-- PROBLEM --
Write out exactly the lines from the first line of the records below through the line that contains "mod snapshot;", and stop there.

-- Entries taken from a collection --

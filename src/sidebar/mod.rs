//! Sidebar view.
//!
//! Owns the rendered widget subtree inside the page and the [`OutlineModel`]
//! it projects. Every method keeps both in step: a model change is always
//! accompanied by the matching DOM write, and nothing is written when the
//! rendered state already matches.
//!
//! ```text
//! div.outline-container
//! ├── div.outline-header  (drawer handle, title, toggle-all, refresh)
//! └── ul.outline-list
//!     └── li.outline-item[data-fingerprint]
//!         ├── div.outline-question  (span.toggle, span.question-text)
//!         └── div.outline-h3-list
//!             └── div.outline-h3 ...
//! ```

mod drag;
mod render;
mod snapshot;

pub use drag::{DEFAULT_VIEWPORT, Position, Size, WIDGET_HEIGHT};
pub use snapshot::{EntrySnapshot, HeadingSnapshot, OutlineSnapshot, render_text};

use crate::config::SidebarSettings;
use crate::dom::{Document, NodeId};
use crate::outline::{DesiredEntry, Fingerprint, OutlineEntry, OutlineModel};

use render::{ChromeNodes, ItemNodes};

/// A navigation target: a question row, or one of its headings.
#[derive(Debug, Clone, PartialEq, Eq)]
pub struct Navigation {
    pub entry: Fingerprint,
    pub heading: Option<usize>,
}

pub struct Sidebar {
    chrome: ChromeNodes,
    items: Vec<ItemNodes>,
    model: OutlineModel,
    active: Option<Navigation>,
    drawer_open: bool,
    allow_drag: bool,
    width: u32,
    position: Option<Position>,
    viewport: Size,
}

impl Sidebar {
    /// Build the widget and attach it under `at` (one write).
    pub fn mount(doc: &mut Document, at: NodeId, settings: &SidebarSettings) -> Self {
        let chrome = render::build_chrome(doc, settings.width, settings.auto_show);
        doc.append_child(at, chrome.root);
        Self {
            chrome,
            items: Vec::new(),
            model: OutlineModel::new(),
            active: None,
            drawer_open: settings.auto_show,
            allow_drag: settings.allow_drag,
            width: settings.width,
            position: None,
            viewport: DEFAULT_VIEWPORT,
        }
    }

    pub fn root(&self) -> NodeId {
        self.chrome.root
    }

    pub fn model(&self) -> &OutlineModel {
        &self.model
    }

    pub fn active(&self) -> Option<&Navigation> {
        self.active.as_ref()
    }

    pub fn is_drawer_open(&self) -> bool {
        self.drawer_open
    }

    pub fn position(&self) -> Option<Position> {
        self.position
    }

    pub fn is_attached(&self, doc: &Document) -> bool {
        doc.is_connected(self.chrome.root)
    }

    /// Is `node` the widget root or inside it?
    pub fn contains(&self, doc: &Document, node: NodeId) -> bool {
        node == self.chrome.root || doc.ancestors(node).any(|a| a == self.chrome.root)
    }

    /// Put the widget back if the page detached it.
    ///
    /// Returns true when anything had to be written. A widget whose nodes
    /// were already freed is rebuilt from the model, keeping collapse state.
    pub fn ensure_attached(&mut self, doc: &mut Document, at: NodeId) -> bool {
        if self.is_attached(doc) {
            return false;
        }
        if !doc.is_live(self.chrome.root) {
            self.chrome = render::build_chrome(doc, self.width, self.drawer_open);
            if let Some(pos) = self.position {
                doc.set_attr(self.chrome.root, "style", &drag::style(self.width, pos));
            }
            self.items = self
                .model
                .entries()
                .iter()
                .map(|entry| render::build_item(doc, entry))
                .collect();
            for item in &self.items {
                doc.append_child(self.chrome.list, item.li);
            }
            if let Some(active) = self.active.clone() {
                self.mark_active(doc, &active);
            }
            self.sync_indicator(doc);
        }
        doc.append_child(at, self.chrome.root);
        true
    }

    // -------------------------------------------------------------------------
    // Reconciliation primitives
    // -------------------------------------------------------------------------

    /// Render a new, expanded entry at the end of the list (one write).
    ///
    /// A fingerprint already in the model is skipped before anything is built.
    pub fn append_entry(&mut self, doc: &mut Document, desired: &DesiredEntry) -> bool {
        if self.model.position(&desired.fingerprint).is_some() {
            return false;
        }
        let entry = OutlineEntry::from_desired(desired);
        let item = render::build_item(doc, &entry);
        if !self.model.push(entry) {
            return false;
        }
        doc.append_child(self.chrome.list, item.li);
        self.items.push(item);
        true
    }

    /// Re-render entry `index` from desired state, carrying its collapsed
    /// flag and active marking (one write).
    pub fn replace_entry(&mut self, doc: &mut Document, index: usize, desired: &DesiredEntry) {
        let Some(previous) = self.model.get(index) else {
            return;
        };
        if previous.fingerprint != desired.fingerprint {
            return;
        }
        let mut entry = OutlineEntry::from_desired(desired);
        entry.collapsed = previous.collapsed;

        let item = render::build_item(doc, &entry);
        if let Some(active) = &self.active
            && active.entry == entry.fingerprint
            && let Some(node) = active_node(&item, active.heading)
        {
            doc.add_class(node, render::ACTIVE);
        }

        if self.model.replace(index, entry) {
            let old = std::mem::replace(&mut self.items[index], item);
            doc.replace_child(self.chrome.list, self.items[index].li, old.li);
        }
    }

    /// Point entry `index` at fresh page nodes. Model-only, never a write.
    pub fn refresh_refs(&mut self, index: usize, desired: &DesiredEntry) {
        if let Some((question_ref, headings)) = self.model.refs_mut(index) {
            *question_ref = desired.question_ref;
            *headings = desired.headings.clone();
        }
    }

    /// Discard every rendered entry and render `desired` fresh.
    ///
    /// The new list is assembled detached and swapped in with one write.
    /// Collapse state and the active marking are reset.
    pub fn rebuild(&mut self, doc: &mut Document, desired: &[DesiredEntry]) {
        self.model.clear();
        self.items.clear();
        self.active = None;

        let list = render::build_list(doc, self.drawer_open);
        for d in desired {
            let entry = OutlineEntry::from_desired(d);
            if !self.model.push(entry.clone()) {
                continue;
            }
            let item = render::build_item(doc, &entry);
            doc.append_child(list, item.li);
            self.items.push(item);
        }

        let old = std::mem::replace(&mut self.chrome.list, list);
        doc.replace_child(self.chrome.root, list, old);
    }

    /// Show `-` while any entry is expanded, `+` otherwise.
    pub fn sync_indicator(&mut self, doc: &mut Document) {
        let glyph = render::glyph(!self.model.any_expanded());
        doc.set_text_content(self.chrome.toggle_all, glyph);
    }

    // -------------------------------------------------------------------------
    // User intents
    // -------------------------------------------------------------------------

    /// Flip one entry. Returns false for an unknown fingerprint.
    pub fn toggle_entry(&mut self, doc: &mut Document, fingerprint: &Fingerprint) -> bool {
        let Some(index) = self.model.position(fingerprint) else {
            return false;
        };
        let collapsed = !self.model.entries()[index].collapsed;
        self.set_collapsed(doc, index, collapsed);
        self.sync_indicator(doc);
        true
    }

    /// Collapse everything if anything is expanded, else expand everything.
    pub fn toggle_all(&mut self, doc: &mut Document) {
        let collapse = self.model.any_expanded();
        for index in 0..self.model.len() {
            self.set_collapsed(doc, index, collapse);
        }
        self.sync_indicator(doc);
    }

    fn set_collapsed(&mut self, doc: &mut Document, index: usize, collapsed: bool) {
        if !self.model.set_collapsed(index, collapsed) {
            return;
        }
        let item = &self.items[index];
        doc.set_class(item.row, render::COLLAPSED, collapsed);
        doc.set_text_content(item.toggle, render::glyph(collapsed));
        for &heading in &item.headings {
            doc.set_class(heading, render::HIDDEN, collapsed);
        }
    }

    /// Page node a navigation points at, if the entry and heading exist.
    ///
    /// The id may be stale; callers revalidate before scrolling.
    pub fn target_of(&self, nav: &Navigation) -> Option<NodeId> {
        let entry = self.model.find(&nav.entry)?;
        match nav.heading {
            None => Some(entry.question_ref),
            Some(h) => entry.headings.get(h).map(|r| r.target),
        }
    }

    /// Make `nav` the only active row. Returns false when it names nothing.
    pub fn mark_active(&mut self, doc: &mut Document, nav: &Navigation) -> bool {
        let Some(index) = self.model.position(&nav.entry) else {
            return false;
        };
        let Some(node) = active_node(&self.items[index], nav.heading) else {
            return false;
        };

        let marked: Vec<NodeId> = doc
            .descendants(self.chrome.root)
            .filter(|&n| doc.has_class(n, render::ACTIVE))
            .collect();
        for previous in marked {
            if previous != node {
                doc.remove_class(previous, render::ACTIVE);
            }
        }
        doc.add_class(node, render::ACTIVE);
        self.active = Some(nav.clone());
        true
    }

    /// Hide or show the list.
    pub fn toggle_drawer(&mut self, doc: &mut Document) -> bool {
        self.drawer_open = !self.drawer_open;
        let open = self.drawer_open;
        doc.set_class(self.chrome.root, render::COLLAPSED, !open);
        doc.set_attr(self.chrome.list, "style", render::list_style(open));
        doc.set_text_content(self.chrome.drawer_handle, render::drawer_glyph(open));
        open
    }

    pub fn set_viewport(&mut self, viewport: Size) {
        self.viewport = viewport;
    }

    /// Move the widget, clamped to the viewport. Ignored unless dragging is
    /// allowed.
    pub fn drag_to(&mut self, doc: &mut Document, target: Position) -> Option<Position> {
        if !self.allow_drag {
            return None;
        }
        let widget = Size {
            width: i32::try_from(self.width).unwrap_or(i32::MAX),
            height: WIDGET_HEIGHT,
        };
        let pos = drag::clamp(target, widget, self.viewport);
        doc.set_attr(self.chrome.root, "style", &drag::style(self.width, pos));
        self.position = Some(pos);
        Some(pos)
    }

    /// Detach the widget and drop every page reference.
    pub fn destroy(&mut self, doc: &mut Document) {
        doc.remove(self.chrome.root);
        self.items.clear();
        self.model.clear();
        self.active = None;
    }
}

fn active_node(item: &ItemNodes, heading: Option<usize>) -> Option<NodeId> {
    match heading {
        None => Some(item.row),
        Some(h) => item.headings.get(h).copied(),
    }
}

#[cfg(test)]
mod tests;
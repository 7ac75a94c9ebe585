//! `[observe]` section configuration.
//!
//! # Example
//!
//! ```toml
//! [observe]
//! debounce_ms = 300   # Quiet period before an update pass runs
//! ```
//!
//! An adapter may carry its own `debounce_ms`, which takes precedence.

use std::ops::RangeInclusive;
use std::time::Duration;

use serde::{Deserialize, Serialize};

use crate::config::ConfigError;

pub const DEBOUNCE_RANGE: RangeInclusive<u64> = 50..=5000;

#[derive(Debug, Clone, PartialEq, Eq, Serialize, Deserialize)]
#[serde(default)]
pub struct ObserveSettings {
    /// Trailing-edge debounce window in milliseconds.
    pub debounce_ms: u64,
}

impl Default for ObserveSettings {
    fn default() -> Self {
        Self { debounce_ms: 300 }
    }
}

impl ObserveSettings {
    pub fn debounce(&self) -> Duration {
        Duration::from_millis(self.debounce_ms)
    }

    pub fn validate(&self) -> Result<(), ConfigError> {
        check_debounce("observe.debounce_ms", self.debounce_ms)
    }
}

/// Range check shared by `[observe]` and per-platform overrides.
pub fn check_debounce(field: &str, ms: u64) -> Result<(), ConfigError> {
    if !DEBOUNCE_RANGE.contains(&ms) {
        return Err(ConfigError::Validation(format!(
            "{field} must be within {}..={} (got {ms})",
            DEBOUNCE_RANGE.start(),
            DEBOUNCE_RANGE.end(),
        )));
    }
    Ok(())
}
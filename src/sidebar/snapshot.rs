//! Read-back of the rendered widget, for terminal and JSON output.
//!
//! Snapshots are taken from the widget's DOM, not from the model, so they show
//! exactly what a user would see.

use std::fmt::Write;

use serde::Serialize;

use super::render::{ACTIVE, COLLAPSED, HEADING, ITEM, QUESTION};
use super::{Position, Sidebar};
use crate::dom::{Document, NodeId};

#[derive(Debug, Clone, PartialEq, Eq, Serialize)]
pub struct HeadingSnapshot {
    pub text: String,
    #[serde(skip_serializing_if = "std::ops::Not::not")]
    pub active: bool,
}

#[derive(Debug, Clone, PartialEq, Eq, Serialize)]
pub struct EntrySnapshot {
    pub fingerprint: String,
    pub question: String,
    pub collapsed: bool,
    #[serde(skip_serializing_if = "std::ops::Not::not")]
    pub active: bool,
    pub headings: Vec<HeadingSnapshot>,
}

#[derive(Debug, Clone, PartialEq, Eq, Serialize)]
pub struct OutlineSnapshot {
    pub platform: String,
    pub drawer_open: bool,
    pub any_expanded: bool,
    #[serde(skip_serializing_if = "Option::is_none")]
    pub position: Option<Position>,
    pub entries: Vec<EntrySnapshot>,
}

fn first_with_class(doc: &Document, root: NodeId, class: &str) -> Option<NodeId> {
    doc.descendants(root).find(|&n| doc.has_class(n, class))
}

fn all_with_class(doc: &Document, root: NodeId, class: &str) -> Vec<NodeId> {
    doc.descendants(root)
        .filter(|&n| doc.has_class(n, class))
        .collect()
}

impl OutlineSnapshot {
    pub fn capture(doc: &Document, sidebar: &Sidebar, platform: &str) -> Self {
        let root = sidebar.root();
        let entries = all_with_class(doc, root, ITEM)
            .into_iter()
            .map(|li| {
                let row = first_with_class(doc, li, QUESTION);
                let question = first_with_class(doc, li, "question-text")
                    .map(|n| doc.text_content(n))
                    .unwrap_or_default();
                let headings = all_with_class(doc, li, HEADING)
                    .into_iter()
                    .map(|h| HeadingSnapshot {
                        text: doc.text_content(h),
                        active: doc.has_class(h, ACTIVE),
                    })
                    .collect();
                EntrySnapshot {
                    fingerprint: doc.attr(li, "data-fingerprint").unwrap_or("").to_string(),
                    question,
                    collapsed: row.is_some_and(|r| doc.has_class(r, COLLAPSED)),
                    active: row.is_some_and(|r| doc.has_class(r, ACTIVE)),
                    headings,
                }
            })
            .collect();

        let any_expanded = first_with_class(doc, root, "outline-toggle-all")
            .is_some_and(|n| doc.text_content(n) == super::render::EXPANDED_GLYPH);

        Self {
            platform: platform.to_string(),
            drawer_open: !doc.has_class(root, COLLAPSED),
            any_expanded,
            position: sidebar.position(),
            entries,
        }
    }
}

/// Plain-text rendering of a snapshot.
///
/// ```text
/// Outline · chatgpt  [-]
///  1. [-] What is X?
///         1.1 Intro
///  2. [+] What is Y?
/// ```
pub fn render_text(snapshot: &OutlineSnapshot) -> String {
    let mut out = String::new();
    let indicator = if snapshot.any_expanded { "-" } else { "+" };
    let _ = writeln!(out, "Outline · {}  [{indicator}]", snapshot.platform);

    if !snapshot.drawer_open {
        let _ = writeln!(out, "  (hidden)");
        return out;
    }
    if snapshot.entries.is_empty() {
        let _ = writeln!(out, "  (no entries)");
        return out;
    }

    for (i, entry) in snapshot.entries.iter().enumerate() {
        let glyph = if entry.collapsed { "+" } else { "-" };
        let marker = if entry.active { " ◀" } else { "" };
        let _ = writeln!(out, "{:>2}. [{glyph}] {}{marker}", i + 1, entry.question);
        if entry.collapsed {
            continue;
        }
        for (j, heading) in entry.headings.iter().enumerate() {
            let marker = if heading.active { " ◀" } else { "" };
            let _ = writeln!(out, "       {}.{} {}{marker}", i + 1, j + 1, heading.text);
        }
    }
    out
}
//! Configuration utility functions.

use std::path::{Path, PathBuf};

/// Find the config file by searching upward from the current directory.
pub fn find_config_file(config_name: &Path) -> Option<PathBuf> {
    let cwd = std::env::current_dir().ok()?;
    find_config_file_from(&cwd, config_name)
}

/// Walk up from `start` until a directory contains `config_name`.
///
/// An absolute `config_name` is returned as-is when it exists.
///
/// ```text
/// /home/user/chats/snapshots/  ← start
/// /home/user/chats/chatoc.toml ← found!
/// ```
pub fn find_config_file_from(start: &Path, config_name: &Path) -> Option<PathBuf> {
    if config_name.is_absolute() {
        return config_name.exists().then(|| config_name.to_path_buf());
    }

    let mut current = start;
    loop {
        let candidate = current.join(config_name);
        if candidate.exists() {
            return Some(candidate);
        }
        current = current.parent()?;
    }
}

-- COMPLETED TASK --
filename src/sidebar/mod.rs
//! Sidebar view.
//!
//! Owns the rendered widget subtree inside the page and the [`OutlineModel`]
//! it projects. Every method keeps both in step: a model change is always
//! accompanied by the matching DOM write, and nothing is written when the
//! rendered state already matches.
//!
//! ```text
//! div.outline-container
//! ├── div.outline-header  (drawer handle, title, toggle-all, refresh)
//! └── ul.outline-list
//!     └── li.outline-item[data-fingerprint]
//!         ├── div.outline-question  (span.toggle, span.question-text)
//!         └── div.outline-h3-list
//!             └── div.outline-h3 ...
//! ```

mod drag;
mod render;
mod snapshot;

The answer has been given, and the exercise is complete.